Neuropathology of JC virus infection in progressive multifocal leukoencephalopathy in remission

Figure 1 Computed tomography scans show no progression. A: Axial slice from the CT scan of 2006 showing the cerebellar lesion (red arrow), a small calcification, and atherosclerosis of cerebral vasculature; B: Axial slice of the same coordinates as in (A) from the CT scan of 2008 showing the cerebellar lesion (red arrow), as well as the calcification. Note the radiolucency of the cerebellar peduncle and the loss of tissue density in the cerebellum. This location corresponds to that of the 1999 biopsy and the histologic sections examined at autopsy. CT: Computed tomography.

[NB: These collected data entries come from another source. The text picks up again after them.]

#[tokio::test]
async fn store_silent_suppresses_fetch() {
    LocalSet::new()
        .run_until(async {
            let setup = set_up();
            let mut client = setup.connect("store");
            quick_log_in(&mut client).await;
            quick_append(&mut client, "INBOX", TEST_MESSAGE).await;
            quick_select(&mut client, "INBOX").await;

            let responses = client
                .command("s1 STORE 1 +FLAGS (\\Deleted)")
                .await
                .unwrap();
            assert_line_like(
                "\\* 1 FETCH \\(FLAGS \\(\\\\Recent \\\\Deleted\\)\\)",
                &responses[0],
            );
            assert_line_like("s1 OK .*", &responses[1]);

            let responses = client
                .command("s2 STORE 1 -FLAGS.SILENT (\\Deleted)")
                .await
                .unwrap();
            assert_eq!(1, responses.len(), "unexpected: {:?}", responses);
            assert_line_like("s2 OK .*", &responses[0]);
        })
        .await;
}

#[tokio::test]
async fn search_returns_sequence_numbers() {
    LocalSet::new()
        .run_until(async {
            let setup = set_up();
            let mut client = setup.connect("search");
            quick_log_in(&mut client).await;
            quick_append(&mut client, "INBOX", "Subject: apple\r\n\r\nx")
                .await;
            quick_append(&mut client, "INBOX", "Subject: banana\r\n\r\nx")
                .await;
            quick_select(&mut client, "INBOX").await;

            let responses = client
                .command("k1 SEARCH SUBJECT banana")
                .await
                .unwrap();
            assert_eq!("* SEARCH 2", responses[0]);
            assert_line_like("k1 OK .*", &responses[1]);

            let responses = client
                .command("k2 UID SEARCH ALL")
                .await
                .unwrap();
            assert_eq!("* SEARCH 1 2", responses[0]);

            let responses = client
                .command("k3 SEARCH CHARSET KOI8-R ALL")
                .await
                .unwrap();
            assert_line_like(
                "k3 NO \\[BADCHARSET\\] .*",
                responses.last().unwrap(),
            );
        })
        .await;
}

#[tokio::test]
async fn state_gating_rejects_misplaced_commands() {
    LocalSet::new()
        .run_until(async {
            let setup = set_up();
            let mut client = setup.connect("gating");
            skip_greeting(&mut client).await;

            // Selected-state command before login
            let responses = client.command("g1 EXPUNGE").await.unwrap();
            assert_line_like(
                "g1 NO \\[CLIENTBUG\\] .*",
                responses.last().unwrap(),
            );

            // Auth-state command before login
            let responses =
                client.command("g2 LIST \"\" *").await.unwrap();
            assert_line_like(
                "g2 NO \\[CLIENTBUG\\] .*",
                responses.last().unwrap(),
            );

            let responses = client
                .command("g3 LOGIN demouser demopass")
                .await
                .unwrap();
            assert_line_like("g3 OK .*", responses.last().unwrap());

            // LOGIN again is no longer legal
            let responses = client
                .command("g4 LOGIN demouser demopass")
                .await
                .unwrap();
            assert_line_like(
                "g4 NO \\[CLIENTBUG\\] .*",
                responses.last().unwrap(),
            );
        })
        .await;
}

#[tokio::test]
async fn bad_command_storm_disconnects() {
    LocalSet::new()
        .run_until(async {
            let mut config = SystemConfig::default();
            config.bad_command_limit = 3;
            let setup = set_up_with_config(config);

            let mut client = setup.connect("bad_storm");
            skip_greeting(&mut client).await;

            // Three consecutive unparseable lines produce three tagged
            // BADs and nothing more.
            for i in 0..3 {
                let tag = format!("x{}", i);
                let responses = client
                    .command(&format!("{} FROBNICATE", tag))
                    .await
                    .unwrap();
                assert_eq!(1, responses.len(), "unexpected: {:?}", responses);
                assert_line_like(
                    &format!("{} BAD \\[PARSE\\] .*", tag),
                    &responses[0],
                );
            }

            // The fourth trips the limit and the server hangs up.
            client.write_raw(b"x3 FROBNICATE\r\n").await.unwrap();
            assert_line_like(
                "x3 BAD \\[PARSE\\] .*",
                &client.read_logical_line().await.unwrap(),
            );
            assert_eq!(
                "* BYE Too many bad commands.",
                client.read_logical_line().await.unwrap(),
            );
        })
        .await;
}

#[tokio::test]
async fn good_command_resets_bad_counter() {
    LocalSet::new()
        .run_until(async {
            let mut config = SystemConfig::default();
            config.bad_command_limit = 2;
            let setup = set_up_with_config(config);

            let mut client = setup.connect("bad_reset");
            skip_greeting(&mut client).await;

            for i in 0..4 {
                let bad_tag = format!("b{}", i);
                let responses = client
                    .command(&format!("{} FROBNICATE", bad_tag))
                    .await
                    .unwrap();
                assert_line_like(
                    &format!("{} BAD \\[PARSE\\] .*", bad_tag),
                    responses.last().unwrap(),
                );

                let good_tag = format!("g{}", i);
                let responses = client
                    .command(&format!("{} NOOP", good_tag))
                    .await
                    .unwrap();
                assert_line_like(
                    &format!("{} OK .*", good_tag),
                    responses.last().unwrap(),
                );
            }
        })
        .await;
}

#[tokio::test]
async fn literal_login_with_continuation() {
    LocalSet::new()
        .run_until(async {
            let setup = set_up();
            let mut client = setup.connect("literal_login");
            skip_greeting(&mut client).await;

            client.write_raw(b"l1 LOGIN {8}\r\n").await.unwrap();
            assert_eq!(
                "+ go",
                client.read_logical_line().await.unwrap(),
            );
            client
                .write_raw(b"demouser {8}\r\n")
                .await
                .unwrap();
            assert_eq!(
                "+ go",
                client.read_logical_line().await.unwrap(),
            );
            client.write_raw(b"demopass\r\n").await.unwrap();

            let responses = client.collect_responses("l1").await.unwrap();
            assert_line_like("l1 OK .*", responses.last().unwrap());
        })
        .await;
}

#[tokio::test]
async fn mailbox_management_round_trip() {
    LocalSet::new()
        .run_until(async {
            let setup = set_up();
            let mut client = setup.connect("mailboxes");
            quick_log_in(&mut client).await;

            let responses = client
                .command("m1 CREATE archive/2023")
                .await
                .unwrap();
            assert_line_like(
                "m1 OK \\[MAILBOXID \\(F[0-9a-f]+\\)\\] .*",
                responses.last().unwrap(),
            );

            let responses =
                client.command("m2 LIST \"\" *").await.unwrap();
            assert!(responses
                .iter()
                .any(|line| line.contains("\"/\" INBOX")));
            assert!(responses
                .iter()
                .any(|line| line.contains("archive/2023")));

            let responses = client
                .command("m3 STATUS archive/2023 (MESSAGES UNSEEN)")
                .await
                .unwrap();
            assert_eq!(
                "* STATUS archive/2023 (MESSAGES 0 UNSEEN 0)",
                responses[0],
            );

            let responses = client
                .command("m4 SUBSCRIBE archive/2023")
                .await
                .unwrap();
            assert_line_like("m4 OK .*", responses.last().unwrap());
            let responses =
                client.command("m5 LSUB \"\" *").await.unwrap();
            assert!(responses
                .iter()
                .any(|line| line.contains("archive/2023")));

            let responses = client
                .command("m6 RENAME archive/2023 archive/2024")
                .await
                .unwrap();
            assert_line_like("m6 OK .*", responses.last().unwrap());

            let responses = client
                .command("m7 DELETE archive/2024")
                .await
                .unwrap();
            assert_line_like("m7 OK .*", responses.last().unwrap());

            let responses = client
                .command("m8 DELETE archive/2024")
                .await
                .unwrap();
            assert_line_like(
                "m8 NO \\[NONEXISTENT\\] .*",
                responses.last().unwrap(),
            );
        })
        .await;
}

Figure 2 Histopathology of the original diagnostic biopsy. A: Histopathology of the cerebellar biopsy specimen from 1999 stained with hematoxilin and eosin. Atypical glia is indicated by arrows. Inset shows higher magnification of one example. Numerous macrophages surround the atypical cells and fill the parenchyma; B: Immunohistochemical staining for SV40 T antigen of another section from the biopsy shows numerous scattered strongly positive brown stain in nuclei of atypical glial cells, consistent with oligodendroglial infection by JC virus. Inset shows a higher magnification of another example of a positive glial cell; C: Immunohistochemistry for p53 detected strongly positive atypical glia and scattered weaker staining of macrophages consistent with inflammatory reaction to viral infection (A-C).

Figure 3 Post-mortem histologic analysis. A: The cerebellar lesion examined by histology shows a severe loss of myelinated fibers in the white matter, as stained by Luxol blue/Periodic Acid-Schiff. Note central pale area in the image. Also note that the surface folia, stained pink at the lower corners of the image, display no involvement. Inset (left) shows a higher magnification of an axonal spheroid from the region of the lesion, indicative of residual axonal damage, stained by H and E. Inset (right) shows another axonal spheroid from the same region at higher magnification also stained by H and E. Note that the pale lesion lacks evidence of active viral infection, with no macrophage infiltration or other inflammatory processes; B: Myelin basic protein immuno-staining reveals a severe loss of myelinated fibers stained brown in the cerebellar lesion. Note relative sparing of subcortical U-fibers (arrow). Inset (left) Higher magnification of a cell in the lesion stained for myelin basic protein that shows ragged myelin distribution. This demyelination appears to be quiescent; C: Section of the lesion in the cerebellum stained for neurofilament protein shows a loss of axons nearly proportional to the loss of myelin. Note relative sparing of subcortical U-fibers (arrow). Inset (left) shows higher magnification of neurofilament staining in the area of the lesion. Axons apparently lost in the acute phase in 1999 have not regenerated; D: Examples of rare atypical astrocytes found at the periphery of the lesion in H and E stained sections. Insets at higher magnification; E: SV40 immunostaining for T antigen shows some non-specific granular pattern within the cytoplasm of a few glial cells in the region of the lesion, some faint nuclear staining and scattered acellular granular deposits. This staining suggests latent infection with low levels of residual antigen. Insets show examples at higher magnification; F: The p53 immunostain shows that atypical astrocytes are mostly negative. Inset (left) another example of an atypical astrocyte that does not stain at the same magnification, and inset (right) a rare example of a p53 positive atypical glial cell. Macrophages were very rare and p53 staining was not observed. H and E: Hematoxilin and eosin.